Top of INPUT DATA
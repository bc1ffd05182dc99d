use std::sync::atomic::{AtomicBool, Ordering};
use std::sync::{Arc, Mutex, MutexGuard};
use std::time::Duration;

use tokio::sync::{mpsc, Mutex as AsyncMutex};
use tokio::task::JoinHandle;
use tokio::time;
use tracing::{debug, info};

use super::codec::{Codec, JsonCodec};
use super::merge::{merge_remote, KnownNodes, MergeReport};
use crate::concurrency_error;
use crate::crdt::{GCounter, GrowOnlyCounter};
use crate::error::{ErrorHandler, QuotaError, Result};
use crate::node_id::NodeName;
use crate::persistence::Flusher;
use crate::quota::{Metadata, Quota, QuotaStatus, QuotaTable};
use crate::settings::{EngineSettings, TransportSettings};
use crate::transport::{MessageHandler, Subscription, Transport};

/// State shared between the engine handle and its background tasks
struct Shared<C: GrowOnlyCounter> {
    node: NodeName,
    is_leader: AtomicBool,
    quotas: Mutex<QuotaTable<C>>,
    known_nodes: KnownNodes,
    codec: Arc<dyn Codec<C>>,
    flusher: Arc<dyn Flusher<C>>,
    errors_tx: mpsc::UnboundedSender<QuotaError>,
}

impl<C: GrowOnlyCounter> Shared<C> {
    fn quotas(&self) -> Result<MutexGuard<'_, QuotaTable<C>>> {
        self.quotas
            .lock()
            .map_err(|e| concurrency_error!("Mutex lock fail {}", e))
    }

    fn report(&self, err: QuotaError) {
        debug!("[{}] Queueing {}: {}", self.node, err.error_type(), err);
        // Receiver lives as long as the engine; a send failure means we are shutting down
        let _ = self.errors_tx.send(err);
    }

    fn snapshot(&self) -> Result<QuotaTable<C>> {
        self.quotas().map(|quotas| quotas.clone())
    }

    fn merge(&self, remote: QuotaTable<C>) -> Result<MergeReport> {
        let mut quotas = self.quotas()?;
        Ok(merge_remote(&mut quotas, remote, &self.node, &self.known_nodes))
    }

    /// Inbound message handler body
    fn handle_payload(&self, payload: &[u8]) {
        let remote = match self.codec.decode(payload) {
            Ok(remote) => remote,
            Err(e) => {
                self.report(QuotaError::Deserialization(e));
                return;
            }
        };
        let entries = remote.len();
        match self.merge(remote) {
            Ok(report) => {
                if report.changed() {
                    debug!(
                        "[{}] Merged {} remote entries: {:?}",
                        self.node, entries, report
                    );
                }
            }
            Err(e) => self.report(e),
        }
    }

    async fn broadcast_once(&self, transport: &dyn Transport, topic: &str) {
        let purged = self.known_nodes.purge_expired();
        if purged > 0 {
            debug!("[{}] Expired {} silent peers", self.node, purged);
        }

        let payload = match self
            .snapshot()
            .and_then(|quotas| self.codec.encode(&quotas).map_err(QuotaError::Serialization))
        {
            Ok(payload) => payload,
            Err(e) => {
                self.report(e);
                return;
            }
        };

        if let Err(e) = transport.publish(topic, payload).await {
            self.report(QuotaError::Publish(e));
        }
    }

    async fn flush_once(&self) {
        if !self.is_leader.load(Ordering::Acquire) {
            return;
        }
        let quotas = match self.snapshot() {
            Ok(quotas) => quotas,
            Err(e) => {
                self.report(e);
                return;
            }
        };
        if quotas.is_empty() {
            return;
        }
        match self.flusher.flush(&quotas).await {
            Ok(()) => debug!("[{}] Flushed {} quotas", self.node, quotas.len()),
            Err(e) => self.report(QuotaError::Persistence(e)),
        }
    }
}

#[derive(Clone)]
struct TransportBinding {
    client: Arc<dyn Transport>,
    settings: TransportSettings,
}

#[derive(Default)]
struct Runtime {
    started: bool,
    // Bumped by every `start`, so a stale startup can tell it was superseded
    generation: u64,
    tasks: Vec<JoinHandle<()>>,
    subscription: Option<Subscription>,
}

impl Runtime {
    fn shutdown(&mut self) {
        for task in self.tasks.drain(..) {
            task.abort();
        }
        self.subscription = None;
        self.started = false;
    }
}

/// Distributed quota engine.
///
/// Owns the local quota table and the peer liveness cache. Once started it
/// broadcasts the full table on every tick, merges every table it receives,
/// and, while leader, hands the table to its `Flusher`. Asynchronous failures
/// never stop a loop; they go to the `ErrorHandler` in arrival order.
pub struct QuotaEngine<C: GrowOnlyCounter = GCounter> {
    shared: Arc<Shared<C>>,
    settings: EngineSettings,
    error_handler: Arc<dyn ErrorHandler>,
    errors_rx: Arc<AsyncMutex<mpsc::UnboundedReceiver<QuotaError>>>,
    binding: Mutex<Option<TransportBinding>>,
    runtime: Mutex<Runtime>,
}

impl<C: GrowOnlyCounter> std::fmt::Debug for QuotaEngine<C> {
    fn fmt(&self, f: &mut std::fmt::Formatter<'_>) -> std::fmt::Result {
        f.debug_struct("QuotaEngine")
            .field("node", &self.shared.node)
            .field("is_leader", &self.is_leader())
            .field("flush_interval", &self.settings.flush_interval)
            .finish()
    }
}

impl<C: GrowOnlyCounter> QuotaEngine<C> {
    pub fn new<F, H>(settings: EngineSettings, flusher: F, error_handler: H) -> Self
    where
        F: Flusher<C> + 'static,
        H: ErrorHandler + 'static,
    {
        Self::with_codec(settings, flusher, error_handler, JsonCodec)
    }

    pub fn with_codec<F, H, K>(
        settings: EngineSettings,
        flusher: F,
        error_handler: H,
        codec: K,
    ) -> Self
    where
        F: Flusher<C> + 'static,
        H: ErrorHandler + 'static,
        K: Codec<C> + 'static,
    {
        let (errors_tx, errors_rx) = mpsc::unbounded_channel();
        info!(
            "Created quota engine for node {} (leader: {})",
            settings.node_name, settings.is_leader
        );
        let shared = Shared {
            node: settings.node_name.clone(),
            is_leader: AtomicBool::new(settings.is_leader),
            quotas: Mutex::new(QuotaTable::new()),
            known_nodes: KnownNodes::new(settings.liveness_ttl),
            codec: Arc::new(codec),
            flusher: Arc::new(flusher),
            errors_tx,
        };
        Self {
            shared: Arc::new(shared),
            settings,
            error_handler: Arc::new(error_handler),
            errors_rx: Arc::new(AsyncMutex::new(errors_rx)),
            binding: Mutex::new(None),
            runtime: Mutex::new(Runtime::default()),
        }
    }

    pub fn node_name(&self) -> &NodeName {
        &self.shared.node
    }

    pub fn set_leader(&self, is_leader: bool) {
        let was = self.shared.is_leader.swap(is_leader, Ordering::AcqRel);
        if was != is_leader {
            info!("[{}] Leadership changed: {}", self.shared.node, is_leader);
        }
    }

    pub fn is_leader(&self) -> bool {
        self.shared.is_leader.load(Ordering::Acquire)
    }

    /// Configure where and how often the table is broadcast. Must be called before `start`.
    pub fn bind_transport(
        &self,
        client: Arc<dyn Transport>,
        interval: Duration,
        topic: impl Into<String>,
    ) {
        let binding = TransportBinding {
            client,
            settings: TransportSettings {
                topic: topic.into(),
                broadcast_interval: interval,
            },
        };
        match self.binding.lock() {
            Ok(mut slot) => *slot = Some(binding),
            Err(poisoned) => *poisoned.into_inner() = Some(binding),
        }
    }

    fn runtime(&self) -> Result<MutexGuard<'_, Runtime>> {
        self.runtime
            .lock()
            .map_err(|e| concurrency_error!("Failed to acquire runtime lock: {}", e))
    }

    fn bound_transport(&self) -> Result<TransportBinding> {
        self.binding
            .lock()
            .map_err(|e| concurrency_error!("Failed to acquire binding lock: {}", e))?
            .clone()
            .ok_or(QuotaError::NotBound)
    }

    /// Connect, subscribe and launch the background tasks.
    ///
    /// Connection and subscription failures abort startup and are returned;
    /// the engine may then be started again.
    pub async fn start(&self) -> Result<()> {
        let binding = self.bound_transport()?;
        if binding.settings.broadcast_interval.is_zero() {
            return Err(QuotaError::Config(
                "broadcast interval must be greater than zero".to_string(),
            ));
        }
        if self.settings.flush_interval.is_zero() {
            return Err(QuotaError::Config(
                "flush interval must be greater than zero".to_string(),
            ));
        }
        let generation = {
            let mut runtime = self.runtime()?;
            if runtime.started {
                return Err(QuotaError::AlreadyStarted);
            }
            runtime.started = true;
            runtime.generation += 1;
            runtime.generation
        };

        let node = self.shared.node.clone();
        info!(
            "[{}] Starting quota engine on topic '{}' (broadcast every {}ms, flush every {}ms)",
            node,
            binding.settings.topic,
            binding.settings.broadcast_interval.as_millis(),
            self.settings.flush_interval.as_millis()
        );

        if let Err(e) = binding.client.connect().await {
            self.runtime()?.shutdown();
            return Err(QuotaError::TransportConnect(e));
        }

        let error_task = tokio::spawn(run_error_fan_in(
            self.errors_rx.clone(),
            self.error_handler.clone(),
        ));
        let flush_task = tokio::spawn(run_flush_loop(
            self.shared.clone(),
            self.settings.flush_interval,
        ));
        self.runtime()?.tasks.extend([error_task, flush_task]);

        let shared = self.shared.clone();
        let handler: MessageHandler =
            Arc::new(move |payload: Vec<u8>| shared.handle_payload(&payload));
        let subscription = match binding
            .client
            .subscribe(&binding.settings.topic, handler)
            .await
        {
            Ok(subscription) => subscription,
            Err(e) => {
                self.runtime()?.shutdown();
                return Err(QuotaError::Subscription(e));
            }
        };
        self.runtime()?.subscription = Some(subscription);

        // Give the subscription a moment to settle before our first broadcast
        time::sleep(self.settings.settle_delay).await;

        {
            let mut runtime = self.runtime()?;
            if !runtime.started || runtime.generation != generation {
                info!("[{}] Engine stopped during startup; not broadcasting", node);
                return Ok(());
            }
            let broadcast_task = tokio::spawn(run_broadcast_loop(self.shared.clone(), binding));
            runtime.tasks.push(broadcast_task);
        }

        info!("[{}] Quota engine started", node);
        Ok(())
    }

    /// Abort the background tasks and drop the subscription
    pub fn stop(&self) {
        let mut runtime = match self.runtime.lock() {
            Ok(runtime) => runtime,
            Err(poisoned) => poisoned.into_inner(),
        };
        if runtime.started {
            info!("[{}] Stopping quota engine", self.shared.node);
        }
        runtime.shutdown();
    }

    pub fn is_running(&self) -> bool {
        self.runtime().map(|rt| rt.started).unwrap_or(false)
    }

    /// Create a quota, or top up an existing one, without dividing `initial_value`
    pub fn initialize_quota(
        &self,
        max: u64,
        initial_value: u64,
        id: &str,
        metadata: Metadata,
    ) -> Result<()> {
        let mut quotas = self.shared.quotas()?;
        let quota = quotas.initialize(&self.shared.node, max, initial_value, id, metadata);
        debug!(
            "[{}] Initialized quota '{}': max={}, used={}",
            self.shared.node,
            id,
            quota.limit(),
            quota.used()
        );
        Ok(())
    }

    /// Split `total_initial` evenly across the peers seen recently, then initialize
    pub fn initialize_quota_distributed(
        &self,
        max: u64,
        total_initial: u64,
        id: &str,
        metadata: Metadata,
    ) -> Result<()> {
        let peers = self.known_node_count().max(1) as u64;
        self.initialize_quota(max, total_initial / peers, id, metadata)
    }

    pub fn increment_by(&self, id: &str, amount: u64) -> Result<QuotaStatus> {
        Ok(self.shared.quotas()?.increment_by(id, amount))
    }

    /// Mark a quota deleted; the tombstone spreads with the next broadcast
    pub fn tag_delete(&self, id: &str) -> Result<bool> {
        let tagged = self.shared.quotas()?.tag_delete(id);
        if tagged {
            debug!("[{}] Tombstoned quota '{}'", self.shared.node, id);
        }
        Ok(tagged)
    }

    pub fn delete_now(&self, id: &str) -> Result<bool> {
        Ok(self.shared.quotas()?.delete_now(id).is_some())
    }

    /// Apply a received table to the local one
    pub fn merge_remote(&self, remote: QuotaTable<C>) -> Result<MergeReport> {
        self.shared.merge(remote)
    }

    pub fn used(&self, id: &str) -> Result<Option<u64>> {
        Ok(self.shared.quotas()?.get(id).map(|q| q.used()))
    }

    pub fn limit(&self, id: &str) -> Result<Option<u64>> {
        Ok(self.shared.quotas()?.get(id).map(|q| q.limit()))
    }

    pub fn quota(&self, id: &str) -> Result<Option<Quota<C>>> {
        Ok(self.shared.quotas()?.get(id).cloned())
    }

    pub fn snapshot(&self) -> Result<QuotaTable<C>> {
        self.shared.snapshot()
    }

    pub fn len(&self) -> Result<usize> {
        Ok(self.shared.quotas()?.len())
    }

    pub fn is_empty(&self) -> Result<bool> {
        Ok(self.shared.quotas()?.is_empty())
    }

    /// Peers (including ourselves, once our own broadcast comes back) seen within the TTL
    pub fn known_node_count(&self) -> usize {
        self.shared.known_nodes.count()
    }
}

impl<C: GrowOnlyCounter> Drop for QuotaEngine<C> {
    fn drop(&mut self) {
        self.stop();
    }
}

async fn run_error_fan_in(
    errors_rx: Arc<AsyncMutex<mpsc::UnboundedReceiver<QuotaError>>>,
    handler: Arc<dyn ErrorHandler>,
) {
    let mut errors = errors_rx.lock().await;
    while let Some(err) = errors.recv().await {
        handler.handle(err);
    }
}

async fn run_flush_loop<C: GrowOnlyCounter>(shared: Arc<Shared<C>>, interval: Duration) {
    let mut ticker = time::interval(interval);
    // A slow flush pushes the schedule back instead of queueing catch-up flushes
    ticker.set_missed_tick_behavior(time::MissedTickBehavior::Delay);
    // The first tick completes immediately
    ticker.tick().await;
    loop {
        ticker.tick().await;
        shared.flush_once().await;
    }
}

async fn run_broadcast_loop<C: GrowOnlyCounter>(shared: Arc<Shared<C>>, binding: TransportBinding) {
    let mut ticker = time::interval(binding.settings.broadcast_interval);
    ticker.set_missed_tick_behavior(time::MissedTickBehavior::Delay);
    ticker.tick().await;
    let mut round = 0u64;
    loop {
        ticker.tick().await;
        round += 1;
        shared
            .broadcast_once(binding.client.as_ref(), &binding.settings.topic)
            .await;
        if round % 100 == 0 {
            debug!(
                "[{}] Broadcast round {}: {} live peers",
                shared.node,
                round,
                shared.known_nodes.count()
            );
        }
    }
}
Bottom of INPUT DATA
Check every line above for the string "poisoned" and copy those that have it.

* [EXERCISE RESPONSE]
            Err(poisoned) => *poisoned.into_inner() = Some(binding),
            Err(poisoned) => poisoned.into_inner(),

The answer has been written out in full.